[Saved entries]
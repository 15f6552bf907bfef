use serde::{Deserialize, Serialize};
use std::fmt;

/// Declared type of an extracted value.
#[derive(Debug, Clone, Copy, Default, PartialEq, Eq, Serialize, Deserialize)]
#[serde(rename_all = "lowercase")]
pub enum AttributeType {
    #[default]
    Text,
    Int,
}

#[derive(Debug, Clone, PartialEq, Eq, Serialize, Deserialize)]
#[serde(untagged)]
pub enum AttributeValue {
    Int(i64),
    Text(String),
    List(Vec<Option<AttributeValue>>),
}

impl AttributeValue {
    pub fn as_int(&self) -> Option<i64> {
        match self {
            AttributeValue::Int(v) => Some(*v),
            _ => None,
        }
    }

    pub fn as_text(&self) -> Option<&str> {
        match self {
            AttributeValue::Text(v) => Some(v),
            _ => None,
        }
    }
}

impl fmt::Display for AttributeValue {
    fn fmt(&self, f: &mut fmt::Formatter<'_>) -> fmt::Result {
        match self {
            AttributeValue::Int(v) => write!(f, "{v}"),
            AttributeValue::Text(v) => f.write_str(v),
            AttributeValue::List(values) => {
                let parts: Vec<String> = values
                    .iter()
                    .map(|v| v.as_ref().map(|v| v.to_string()).unwrap_or_else(|| "-".to_string()))
                    .collect();
                write!(f, "[{}]", parts.join(", "))
            }
        }
    }
}

/// How to find one attribute in a node log.
///
/// `remote_regex` is handed to `grep` on the host and only narrows the log
/// down to candidate lines. `local_regex` then runs here and its first
/// capture group is the value.
#[derive(Debug, Clone, PartialEq, Serialize, Deserialize)]
pub struct AttributeSpec {
    pub remote_regex: String,
    pub local_regex: String,
    #[serde(default, rename = "type")]
    pub value_type: AttributeType,
    #[serde(default)]
    pub join_lines: bool,
    #[serde(default)]
    pub capture_all: bool,
    #[serde(default)]
    pub grep_options: Option<String>,
}

impl AttributeSpec {
    pub fn new(remote_regex: impl Into<String>, local_regex: impl Into<String>) -> Self {
        Self {
            remote_regex: remote_regex.into(),
            local_regex: local_regex.into(),
            value_type: AttributeType::Text,
            join_lines: false,
            capture_all: false,
            grep_options: None,
        }
    }

    /// Use the same expression for both phases.
    pub fn regex(regex: impl Into<String>) -> Self {
        let regex = regex.into();
        Self::new(regex.clone(), regex)
    }

    pub fn with_type(mut self, value_type: AttributeType) -> Self {
        self.value_type = value_type;
        self
    }

    /// Remove line breaks from the grep output before matching.
    pub fn join_lines(mut self) -> Self {
        self.join_lines = true;
        self
    }

    /// Return every capture group instead of the first one.
    pub fn capture_all(mut self) -> Self {
        self.capture_all = true;
        self
    }

    pub fn grep_options(mut self, options: impl Into<String>) -> Self {
        self.grep_options = Some(options.into());
        self
    }
}
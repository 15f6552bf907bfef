//! Two phase attribute extraction from node logs.

pub mod attribute;
pub mod error;
pub mod extractor;
pub mod masks;

pub use attribute::{AttributeSpec, AttributeType, AttributeValue};
pub use error::{ExtractorError, Result};
pub use extractor::{probe_command, LogAttributeExtractor, NodeAttributes};
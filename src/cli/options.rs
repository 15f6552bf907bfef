use crate::types::{KillSignal, NodeIdx};
use clap::{Parser, Subcommand};
use std::path::PathBuf;

/// Multi-host test harness command line
#[derive(Parser)]
#[command(name = "gridharness")]
#[command(about = "Run commands, start nodes and inspect node logs across cluster hosts")]
#[command(version = env!("CARGO_PKG_VERSION"))]
pub struct GridHarnessCli {
    #[command(subcommand)]
    pub command: Commands,

    /// Harness configuration file (defaults to ~/.config/gridharness/config.yaml)
    #[arg(short, long, global = true)]
    pub config: Option<PathBuf>,

    /// Run every host command on this machine instead of over SSH
    #[arg(long, global = true)]
    pub local: bool,

    /// Enable verbose output
    #[arg(short, long, global = true)]
    pub verbose: bool,
}

#[derive(Subcommand)]
pub enum Commands {
    /// Run a shell command on one or more hosts
    Exec {
        /// Target host (repeatable, defaults to all configured SSH hosts)
        #[arg(long = "host")]
        hosts: Vec<String>,
        /// Command line to run
        command: String,
    },

    /// Start every node of a configured application
    Start {
        /// Application name from the configuration
        app: String,
        /// Node state file (defaults to ./<app>.nodes.json)
        #[arg(long)]
        state: Option<PathBuf>,
    },

    /// Extract an attribute from the logs of started nodes
    Grep {
        app: String,
        /// Attribute name used in the output
        #[arg(long, default_value = "value")]
        attribute: String,
        /// Expression used for both the remote grep and the local capture
        #[arg(long, required_unless_present = "jmx")]
        regex: Option<String>,
        /// Separate local capture expression
        #[arg(long)]
        local_regex: Option<String>,
        /// Parse the captured value as an integer
        #[arg(long)]
        int: bool,
        /// Look up the JMX port instead of a custom expression
        #[arg(long)]
        jmx: bool,
        /// Restrict to these node ids
        #[arg(long = "node")]
        nodes: Vec<NodeIdx>,
        #[arg(long)]
        state: Option<PathBuf>,
    },

    /// Wait until a message appears in node logs
    WaitMessage {
        app: String,
        message: String,
        #[arg(long = "node")]
        nodes: Vec<NodeIdx>,
        /// Timeout in seconds
        #[arg(long, default_value = "30")]
        timeout: u64,
        /// Poll interval in seconds
        #[arg(long, default_value = "2")]
        interval: u64,
        #[arg(long)]
        state: Option<PathBuf>,
    },

    /// List the JVMs running on hosts
    Jps {
        /// Target host (repeatable, defaults to all configured SSH hosts)
        #[arg(long = "host")]
        hosts: Vec<String>,
    },

    /// Signal every JVM whose main class or jar contains NAME
    Killall {
        name: String,
        /// Target host (repeatable, defaults to all configured SSH hosts)
        #[arg(long = "host")]
        hosts: Vec<String>,
        #[arg(long, value_enum, default_value = "kill")]
        signal: SignalArg,
    },

    /// Signal started nodes
    Kill {
        app: String,
        #[arg(long = "node")]
        nodes: Vec<NodeIdx>,
        #[arg(long, value_enum, default_value = "kill")]
        signal: SignalArg,
        #[arg(long)]
        state: Option<PathBuf>,
    },
}

#[derive(Debug, Clone, Copy, clap::ValueEnum)]
pub enum SignalArg {
    /// SIGTERM
    Term,
    /// SIGKILL
    Kill,
}

impl From<SignalArg> for KillSignal {
    fn from(arg: SignalArg) -> Self {
        match arg {
            SignalArg::Term => KillSignal::Term,
            SignalArg::Kill => KillSignal::Kill,
        }
    }
}

/// State file used when none is given on the command line.
pub fn default_state_path(app: &str) -> PathBuf {
    PathBuf::from(format!("{app}.nodes.json"))
}
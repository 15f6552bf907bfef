use crate::remote::RemoteExecutor;
use crate::routing::{Result, RoutingError};
use crate::types::{HostCommands, HostPaths, NodeRecord};
use std::collections::BTreeMap;
use std::fmt::Display;
use std::path::Path;
use std::sync::Arc;
use tracing::{debug, info, instrument};

/// Where a node's commands sit inside its host batch.
struct Slot<K> {
    node: K,
    host: String,
    start: usize,
    count: usize,
}

/// Groups per-node commands by host, sends one batch per host and hands
/// each node back the outputs of its own commands.
///
/// Outputs are matched to nodes by position only. Within a host, nodes keep
/// the order in which the caller's iterator yielded them.
#[derive(Clone)]
pub struct HostCommandRouter {
    executor: Arc<dyn RemoteExecutor>,
}

impl HostCommandRouter {
    pub fn new(executor: Arc<dyn RemoteExecutor>) -> Self {
        Self { executor }
    }

    pub fn executor(&self) -> Arc<dyn RemoteExecutor> {
        Arc::clone(&self.executor)
    }

    /// Run one command per node and return each node's output.
    pub async fn dispatch<'a, K, I, F>(&self, nodes: I, mut command_fn: F) -> Result<BTreeMap<K, String>>
    where
        K: Ord + Clone + Display + 'a,
        I: IntoIterator<Item = (&'a K, &'a NodeRecord)>,
        F: FnMut(&K, &NodeRecord) -> String,
    {
        let outputs = self
            .dispatch_batch(nodes, |id, node| vec![command_fn(id, node)])
            .await?;

        Ok(outputs
            .into_iter()
            .filter_map(|(id, out)| out.into_iter().next().map(|o| (id, o)))
            .collect())
    }

    /// Run an ordered command list per node.
    ///
    /// A node's commands are appended to its host batch as one contiguous
    /// run, and the node receives exactly that run of outputs back.
    #[instrument(skip_all)]
    pub async fn dispatch_batch<'a, K, I, F>(
        &self,
        nodes: I,
        mut commands_fn: F,
    ) -> Result<BTreeMap<K, Vec<String>>>
    where
        K: Ord + Clone + Display + 'a,
        I: IntoIterator<Item = (&'a K, &'a NodeRecord)>,
        F: FnMut(&K, &NodeRecord) -> Vec<String>,
    {
        let mut slots = Vec::new();
        let mut commands = HostCommands::new();

        for (id, node) in nodes {
            let node_commands = commands_fn(id, node);
            let host_commands = commands.entry(node.host.clone()).or_default();
            slots.push(Slot {
                node: id.clone(),
                host: node.host.clone(),
                start: host_commands.len(),
                count: node_commands.len(),
            });
            host_commands.extend(node_commands);
        }

        if slots.is_empty() {
            return Ok(BTreeMap::new());
        }

        debug!(hosts = commands.len(), nodes = slots.len(), "Dispatching node commands");
        let outputs = self.executor.exec(&commands).await?;

        for (host, host_commands) in &commands {
            let received = outputs
                .get(host)
                .ok_or_else(|| RoutingError::MissingHost { host: host.clone() })?
                .len();
            if received > host_commands.len() {
                return Err(RoutingError::OutputCountMismatch {
                    host: host.clone(),
                    expected: host_commands.len(),
                    received,
                });
            }
        }

        let mut result = BTreeMap::new();
        for slot in slots {
            let host_outputs = outputs
                .get(&slot.host)
                .ok_or_else(|| RoutingError::MissingHost { host: slot.host.clone() })?;

            let end = slot.start + slot.count;
            if end > host_outputs.len() {
                return Err(RoutingError::MissingOutput {
                    node: slot.node.to_string(),
                    position: slot.start.max(host_outputs.len()),
                    received: host_outputs.len(),
                    host: slot.host,
                });
            }

            result.insert(slot.node, host_outputs[slot.start..end].to_vec());
        }

        Ok(result)
    }

    /// Fetch files relative to each node's run directory.
    ///
    /// Nodes absent from `files` contribute nothing, but their host still
    /// takes part in the transfer request.
    #[instrument(skip_all, fields(local_path = %local_path.display()))]
    pub async fn download_from_nodes<'a, K, I>(
        &self,
        nodes: I,
        files: &BTreeMap<K, Vec<String>>,
        local_path: &Path,
        prepend_host: bool,
    ) -> Result<()>
    where
        K: Ord + Clone + Display + 'a,
        I: IntoIterator<Item = (&'a K, &'a NodeRecord)>,
    {
        let mut paths = HostPaths::new();

        for (id, node) in nodes {
            let host_paths = paths.entry(node.host.clone()).or_default();
            let Some(node_files) = files.get(id) else {
                continue;
            };
            let run_dir = node
                .run_dir
                .as_deref()
                .ok_or_else(|| RoutingError::MissingRunDir { node: id.to_string() })?;
            host_paths.extend(node_files.iter().map(|file| format!("{run_dir}/{file}")));
        }

        info!(hosts = paths.len(), "Downloading node files");
        self.executor.download(&paths, local_path, prepend_host).await?;
        Ok(())
    }

    /// List a directory on every host in `hosts`.
    pub async fn list_dir(
        &self,
        hosts: &[String],
        dir: Option<&str>,
        params: Option<&str>,
    ) -> Result<BTreeMap<String, Vec<String>>> {
        let mut ls = match params {
            Some(params) => format!("ls {params}"),
            None => "ls".to_string(),
        };
        if let Some(dir) = dir {
            ls = format!("{ls} {dir}");
        }

        let commands: HostCommands = hosts
            .iter()
            .map(|host| (host.clone(), vec![ls.clone()]))
            .collect();
        let outputs = self.executor.exec(&commands).await?;

        Ok(outputs
            .into_iter()
            .map(|(host, out)| {
                let listing = out
                    .first()
                    .map(|text| text.trim_end().lines().map(str::to_string).collect())
                    .unwrap_or_default();
                (host, listing)
            })
            .collect())
    }
}
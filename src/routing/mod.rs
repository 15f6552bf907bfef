pub mod error;
pub mod router;

pub use error::{Result, RoutingError};
pub use router::HostCommandRouter;
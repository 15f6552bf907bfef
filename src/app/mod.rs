//! Node orchestration on top of routing, extraction and waits.

pub mod application;
pub mod error;
pub mod launcher;

pub use application::{App, NodeFilter};
pub use error::{AppError, Result};
pub use launcher::{launcher_for, JavaLauncher, NodeLauncher, ShellLauncher};
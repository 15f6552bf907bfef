use thiserror::Error;

#[derive(Debug, Error)]
pub enum ReportError {
    #[error("Failed to write report output: {0}")]
    Io(#[from] std::io::Error),

    #[error("Report request failed: {0}")]
    Http(#[from] reqwest::Error),
}

pub type Result<T> = std::result::Result<T, ReportError>;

# DIRECTIONS
Locate the word "launcher" in the data above. Copy every line carrying it.

# TASK SOLUTION
pub mod launcher;
pub use launcher::{launcher_for, JavaLauncher, NodeLauncher, ShellLauncher};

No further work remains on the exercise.